- CMS expanded coverage of mitral valve transcatheter edge-to-edge repair procedures, previously known as transcatheter mitral valve repair, to include patients with symptomatic moderate-to-severe or severe mitral functional regurgitation, also called secondary MR. The move significantly grows the U.S. patient pool eligible for coverage.
- The finalized national coverage determination (NCD) was released Tuesday after delays throughout 2020. Abbott Laboratories stands to immediately gain from the reimbursement change as the leader in the mitral valve market and its MitraClip device is the only transcatheter mitral product available in the U.S.
- Wall Street analysts painted Abbott as the “clear winner” of the NCD but added that the decision may not have a meaningful impact among investors. “We see today’s announcement as unlikely to materially change investor sentiment given a positive NCD decision was all but assumed after the proposed rule, but we still view today’s update as an incremental positive following several missed deadlines in 2020,” J.P. Morgan analysts wrote.
CMS’ decision comes after continual delays throughout 2020, some of which analysts said were due to new priorities brought on by the coronavirus pandemic. The coverage delay was a surprise to Abbott. The company ramped up manufacturing of MitraClip in anticipation of obtaining reimbursement in the second quarter of last year.
MitraClip was previously covered for only degenerative MR, and now broadening coverage to include secondary MR should double or even triple the U.S. patient pool for the device, according to Cowen analysts.

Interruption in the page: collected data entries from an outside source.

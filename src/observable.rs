use std::rc::Rc;

use tracing::trace;

use crate::{
  error::RxError,
  observer::Observer,
  shape::{InteropObservable, Subscribable},
  subscriber::{IntoSubscriber, Subscriber},
  subscription::TeardownLogic,
};

mod from;
mod from_future;
mod from_iter;
mod from_stream;
pub use from::*;
pub use from_future::from_promise;
pub use from_iter::{from_array_like, from_iterable};
pub use from_stream::{from_async_iterable, from_readable_stream};

type SubscribeFn<Item> = dyn Fn(&Subscriber<Item>) -> Result<TeardownLogic, RxError>;

/// An operation usable with [`Observable::pipe_all`].
pub type Operation<Item> = Box<dyn FnOnce(Observable<Item>) -> Observable<Item>>;

/// A representation of any set of values over any amount of time: a lazy push
/// source.
///
/// An observable only holds its subscribe function; every call to
/// [`subscribe`](Observable::subscribe) runs that function again with a new
/// [`Subscriber`], so one instance can be subscribed any number of times.
/// Clones share the same function.
///
/// ```rust
/// use std::{cell::RefCell, rc::Rc};
///
/// use rxcore::prelude::*;
///
/// let seen = Rc::new(RefCell::new(vec![]));
/// let c_seen = seen.clone();
/// Observable::new(|subscriber: &Subscriber<i32>| {
///   subscriber.next(1)?;
///   subscriber.next(2)?;
///   subscriber.complete()?;
///   Ok(())
/// })
/// .subscribe(move |v| c_seen.borrow_mut().push(v))
/// .unwrap();
///
/// assert_eq!(*seen.borrow(), vec![1, 2]);
/// ```
pub struct Observable<Item>(Rc<SubscribeFn<Item>>);

impl<Item> Clone for Observable<Item> {
  fn clone(&self) -> Self { Self(self.0.clone()) }
}

impl<Item: 'static> Observable<Item> {
  /// param `subscribe`: the function that is called when the Observable is
  /// subscribed to. It is given a Subscriber, to which new values can be
  /// `next`ed, or an `error` method can be called to raise an error, or
  /// `complete` can be called to notify of a successful completion.
  ///
  /// Whatever teardown it returns runs when the subscriber is torn down. An
  /// `Err` it returns is delivered as an `error` notification.
  pub fn new<F, T>(subscribe: F) -> Self
  where
    F: Fn(&Subscriber<Item>) -> Result<T, RxError> + 'static,
    T: Into<TeardownLogic>,
  {
    Observable(Rc::new(move |subscriber: &Subscriber<Item>| -> Result<TeardownLogic, RxError> {
      subscribe(subscriber).map(Into::into)
    }))
  }

  /// Subscribes `observer` and returns the subscriber driving it, which is
  /// also the handle to cancel the subscription.
  ///
  /// A [`Subscriber`] is used as-is; anything else is wrapped in a new one.
  ///
  /// # Errors
  ///
  /// An error raised by one of the observer's own handlers during the
  /// synchronous part of the subscription is returned here, as is an error
  /// the observer left unhandled or a teardown failure. A raising observer is
  /// unsubscribed before its error is returned.
  pub fn subscribe(&self, observer: impl IntoSubscriber<Item>) -> Result<Subscriber<Item>, RxError> {
    let subscriber = observer.into_subscriber();
    subscriber.reset_raised();
    trace!("observable subscribed");
    match (self.0)(&subscriber) {
      Ok(teardown) => subscriber.add(teardown)?,
      Err(err) if subscriber.has_raised() => {
        subscriber.abandon();
        return Err(err);
      }
      Err(err) => subscriber.error(err)?,
    }
    Ok(subscriber)
  }

  /// Applies one operation to this observable.
  pub fn pipe<R>(self, op: impl FnOnce(Self) -> R) -> R { op(self) }

  /// Applies `ops` left to right: `[f, g]` yields `g(f(self))`. With no
  /// operations the observable itself is returned.
  pub fn pipe_all(self, ops: impl IntoIterator<Item = Operation<Item>>) -> Self {
    ops.into_iter().fold(self, |source, op| op(source))
  }
}

impl<Item> Observable<Item> {
  /// Whether both handles share the same subscribe function.
  pub fn ptr_eq(&self, other: &Self) -> bool { std::ptr::addr_eq(Rc::as_ptr(&self.0), Rc::as_ptr(&other.0)) }
}

impl<Item: 'static> Subscribable<Item> for Observable<Item> {
  fn subscribe_with(&self, subscriber: Subscriber<Item>) -> Result<TeardownLogic, RxError> {
    Ok(self.subscribe(subscriber)?.into())
  }
}

/// The interop tag: an observable hands out itself.
impl<Item: 'static> InteropObservable<Item> for Observable<Item> {
  fn interop_observable(&self) -> Option<Rc<dyn Subscribable<Item>>> { Some(Rc::new(self.clone())) }
}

“While the COVID-19 pandemic caused administrative delays to the issuance of the new NCD, it in no way dampened physician enthusiasm for functional/secondary MR as a covered indication,” the Cowen analysts wrote. “We therefore expect MitraClip’s strong sales growth to continue, especially as the COVID-19 crisis wanes.”
Abbott praised the decision in a Wednesday statement, also projecting that the secondary MR population is about two to three times the size of the degenerative MR population.
Abbott is leading what is considered to be a growing and under-penetrated mitral valve market. Edwards Lifesciences, which is known for its transcatheter aortic valve replacement business, estimates the mitral and tricuspid market to grow to about $3 billion by 2025, a projection that analysts have mostly agreed with. J.P. Morgan called the mitral market an $18 billion opportunity, but the analysts did not give a projected date for hitting that mark.
Edwards is developing a mitral valve repair product to compete with Abbott, called the Pascal system; however, the device is only available in Europe and is not likely to hit the U.S. market until 2022 at the earliest.
Still, Cowen was confident that Pascal can successfully compete with MitraClip when it does launch in the U.S.
“We recognize that [Abbott’s] multiyear dominance in transcatheter mitral valve repair creates a high hurdle for competitive devices, including [Edwards’] Pascal system,” the analysts wrote. “However, the feedback we’ve received from physicians, including recently, from a U.S. key opinion leader with experience using both MitraClip and Pascal, supports our belief that Pascal…is a credible rival to MitraClip.”
MitraClip brought in about $690 million of sales in 2019 for Abbott, and the product is estimated to bring in roughly $670 million in 2020, according to J.P. Morgan. The analysts expect the product to continue to generate about 20% global compound annual growth rate going forward.